7 of 99 comments (clear)

  1. Very nice, but... by Rosco+P.+Coltrane · · Score: 2, Interesting

    Chip manufacturers have better define some kind of common norm for the Vccm Vss, GND, busses, etc... pins on similar devices (like ICs, RAM chips and such), otherwise it's back to square one with a circuit board that has to pick up the lines and reroute them to other components, and the advantage of this technology would be zilch.

    --
    "A door is what a dog is perpetually on the wrong side of" - Ogden Nash
    1. Re:Very nice, but... by stevesliva · · Score: 3, Interesting

      otherwise it's back to square one with a circuit board that has to pick up the lines and reroute them to other components, and the advantage of this technology would be zilch.
      There is no implied change in the chip packaging that is the interface to a circuit board. There are already plenty of packages that have two chip dice side-by-side. This will just stack the dice on top of each other within the package.
      --
      Who do you get to be an expert to tell you something's not obvious? The least insightful person you can find? -J Roberts
  2. I wonder how they will cool this? by LiquidCoooled · · Score: 4, Interesting

    Surely they need to cool the components in the middle of the stack?
    Unless they decide to leave some of the holes open then anything in the middle is going to overheat?

    I always imagined this kind of tech running on some kind of multi layered wire fence with plenty of room for cooling.

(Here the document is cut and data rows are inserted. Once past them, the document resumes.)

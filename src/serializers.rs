use serde::Serializer;
use steamid_ng::SteamID;

/// Serializes and deserializes numbers Steam encodes as strings.
pub mod string {
    use std::fmt::Display;
    use std::str::FromStr;
    use serde::{de, Serializer, Deserialize, Deserializer};

    pub fn serialize<T, S>(value: &T, serializer: S) -> Result<S::Ok, S::Error>
        where T: Display,
              S: Serializer
    {
        serializer.collect_str(value)
    }

    pub fn deserialize<'de, T, D>(deserializer: D) -> Result<T, D::Error>
        where T: FromStr,
              T::Err: Display,
              D: Deserializer<'de>
    {
        String::deserialize(deserializer)?.parse().map_err(de::Error::custom)
    }
}

/// As [`string`], but for optional fields. Absent, `null`, and empty-string
/// values all deserialize to `None`.
pub mod option_string {
    use std::fmt::Display;
    use std::str::FromStr;
    use serde::{de, Serializer, Deserialize, Deserializer};

    pub fn serialize<T, S>(value: &Option<T>, serializer: S) -> Result<S::Ok, S::Error>
        where T: Display,
              S: Serializer
    {
        match value {
            Some(value) => serializer.collect_str(value),
            None => serializer.serialize_none(),
        }
    }

    pub fn deserialize<'de, T, D>(deserializer: D) -> Result<Option<T>, D::Error>
        where T: FromStr,
              T::Err: Display,
              D: Deserializer<'de>
    {
        match Option::<String>::deserialize(deserializer)? {
            Some(s) if !s.is_empty() => s.parse().map(Some).map_err(de::Error::custom),
            _ => Ok(None),
        }
    }
}

pub fn steamid_as_string<S>(steamid: &SteamID, s: S) -> Result<S::Ok, S::Error>
where
    S: Serializer
{
    s.serialize_str(&u64::from(*steamid).to_string())
}

/// Serializes and deserializes an optional [`SteamID`] as a 64-bit number.
pub mod option_steamid {
    use serde::{Serializer, Deserialize, Deserializer};
    use steamid_ng::SteamID;

    pub fn serialize<S>(value: &Option<SteamID>, serializer: S) -> Result<S::Ok, S::Error>
        where S: Serializer
    {
        match value {
            Some(steamid) => serializer.serialize_u64(u64::from(*steamid)),
            None => serializer.serialize_none(),
        }
    }

    pub fn deserialize<'de, D>(deserializer: D) -> Result<Option<SteamID>, D::Error>
        where D: Deserializer<'de>
    {
        Ok(Option::<u64>::deserialize(deserializer)?.map(SteamID::from))
    }
}
use crate::time;
use serde::Serialize;

/// Client ID the Steam mobile app authenticates with. Logins carrying it
/// receive OAuth tokens in the response.
const OAUTH_CLIENT_ID: &str = "DE45CD61";
/// OAuth scope requested by the mobile app.
const OAUTH_SCOPE: &str = "read_profile write_profile read_client write_client";

/// The form submitted to `/login/dologin/`.
///
/// Most fields are fixed to what the mobile client sends. The challenge
/// fields start empty and are filled in by [`set_captcha`](Self::set_captcha)
/// and [`set_twofactor_code`](Self::set_twofactor_code) when Steam asks.
#[derive(Debug, Serialize, Clone, PartialEq)]
pub struct LoginRequest {
    pub donotcache: u64,
    /// The RSA-encrypted password, base64 encoded.
    pub password: String,
    pub username: String,
    /// The Steam Guard code. Empty until Steam requests two-factor.
    pub twofactorcode: String,
    pub emailauth: String,
    pub loginfriendlyname: String,
    /// The CAPTCHA challenge id. `-1` when no CAPTCHA was posed.
    pub captchagid: String,
    pub captcha_text: String,
    pub emailsteamid: String,
    /// The timestamp returned with the RSA key material.
    pub rsatimestamp: u64,
    pub remember_login: String,
    pub tokentype: String,
    pub oauth_client_id: String,
    pub oauth_scope: String,
}

impl LoginRequest {
    pub fn new<U, P>(username: U, encrypted_password: P, rsatimestamp: u64) -> Self
    where
        U: Into<String>,
        P: Into<String>,
    {
        Self {
            donotcache: time::get_system_time(),
            password: encrypted_password.into(),
            username: username.into(),
            twofactorcode: String::new(),
            emailauth: String::new(),
            loginfriendlyname: "#login_emailauth_friendlyname_mobile".into(),
            captchagid: "-1".into(),
            captcha_text: String::new(),
            emailsteamid: String::new(),
            rsatimestamp,
            remember_login: "1".into(),
            tokentype: "-1".into(),
            oauth_client_id: OAUTH_CLIENT_ID.into(),
            oauth_scope: OAUTH_SCOPE.into(),
        }
    }

    /// Fills in the answer to a CAPTCHA challenge.
    pub fn set_captcha<G, T>(&mut self, gid: G, text: T)
    where
        G: Into<String>,
        T: Into<String>,
    {
        self.captchagid = gid.into();
        self.captcha_text = text.into();
    }

    /// Fills in a Steam Guard code.
    pub fn set_twofactor_code<C>(&mut self, code: C)
    where
        C: Into<String>,
    {
        self.twofactorcode = code.into();
    }
}

#[cfg(test)]
mod tests {
    use super::*;

    #[test]
    fn new_request_carries_mobile_client_fields() {
        let request = LoginRequest::new("alice", "ZW5jcnlwdGVk", 216000000);

        assert_eq!(request.username, "alice");
        assert_eq!(request.rsatimestamp, 216000000);
        assert_eq!(request.captchagid, "-1");
        assert_eq!(request.twofactorcode, "");
        assert_eq!(request.oauth_client_id, "DE45CD61");
        assert_eq!(request.remember_login, "1");
    }

    #[test]
    fn fills_challenge_answers() {
        let mut request = LoginRequest::new("alice", "ZW5jcnlwdGVk", 216000000);

        request.set_captcha("3122988401908795871", "w7tx25");
        request.set_twofactor_code("B2RPM");

        assert_eq!(request.captchagid, "3122988401908795871");
        assert_eq!(request.captcha_text, "w7tx25");
        assert_eq!(request.twofactorcode, "B2RPM");
    }
}
use steam_auth_manager::{Account, AuthManager, MarketAPI};

#[tokio::main]
async fn main() -> Result<(), Box<dyn std::error::Error>> {
    dotenv::dotenv().ok();

    let username = std::env::var("USERNAME").expect("USERNAME missing");
    let password = std::env::var("PASSWORD").expect("PASSWORD missing");
    let manager = AuthManager::new();

    manager.add_account(&username, Account::new(password))?;
    manager.login(&username).await?;

    let market = MarketAPI::new(manager);
    let history = market.price_history(&username, 440, "Mann Co. Supply Crate Key").await?;

    // The most recent points aggregate an hour of sales each.
    for point in history.prices.iter().rev().take(5) {
        println!(
            "{}: {}{}{} ({} sold)",
            point.date.format("%b %d %Y %H:%M"),
            history.price_prefix,
            point.price,
            history.price_suffix,
            point.volume,
        );
    }

    Ok(())
}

    Incidentally, didn't Hitachi beat them to the whole 3d element thing?
    http://www.hitachigst.com/hdd/research/recording_h ead/pr/PerpendicularAnimation.html

    --
    liqbase :: faster than paper
    1. Re:I wonder how they will cool this? by s-gen · · Score: 3, Interesting

      It looks like they might be planning to pump liquid between the layers:

      http://www.zurich.ibm.com/st/cooling/integrated.ht ml

    2. Re:I wonder how they will cool this? by Anonymous Coward · · Score: 1, Interesting

      The most obvious cooling solution would be to create a chip/layer which was a pass-through connector as well as a heat pipe. The processor is then a sandwich of layers alternating between computing layers and cooling layers. There would then be some parallel stack which would connect these heat pipes together and too the primary cooling system (e.g. heat-sink/fan).

  3. Re:Heat by Jake73 · · Score: 2, Interesting

    Heat is certainly a concern. However, vertical stacking also helps address the issue of disparate technologies. For example, you may have two ICs that are manufactured with, say CMOS and bipolar technologies that together won't generate enough heat to be a concern, but because they are different technologies, need to be separated and therefore take up more space.

    On the other hand, it would be neat to see them put heatsinks between each individual chip. They could still drill and insert the tungsten vias through the heatsink. The heatsinks would probably need to be pretty advanced, though, to move the head to the fringes. Maybe a circulating fluid or something.

  4. Re:Well by Anonymous Coward · · Score: 1, Interesting

    "HEAT DISSIPATION. A 3d chip will of course have it's heating per square centimeter multiplied by the number of layers. The obvious solution, internal heatpipes, has not yet been shown to be manufacturable"

    Sure they are. Every metal trace is an internal heatpipe. It doesn't have to be some crazy fluid filled micro cavity if thats what you were thinking. 3-D circuits have been around for quite some time now. Several labs will fabricate your circuit in 3-D. Its not consumer production ready but it exists and it works. The general consensus in the semiconductor industry is that its not worth the cost (as of the last conference I went to, 23rd VMIC fyi)

    Also, pretty much every cell phone already has stacked chips in them. They just wirebond the stacks, no through-chip vias yet that I know of. And these chips work so in a lot of cases heat dissipation isn't really a problem anyway.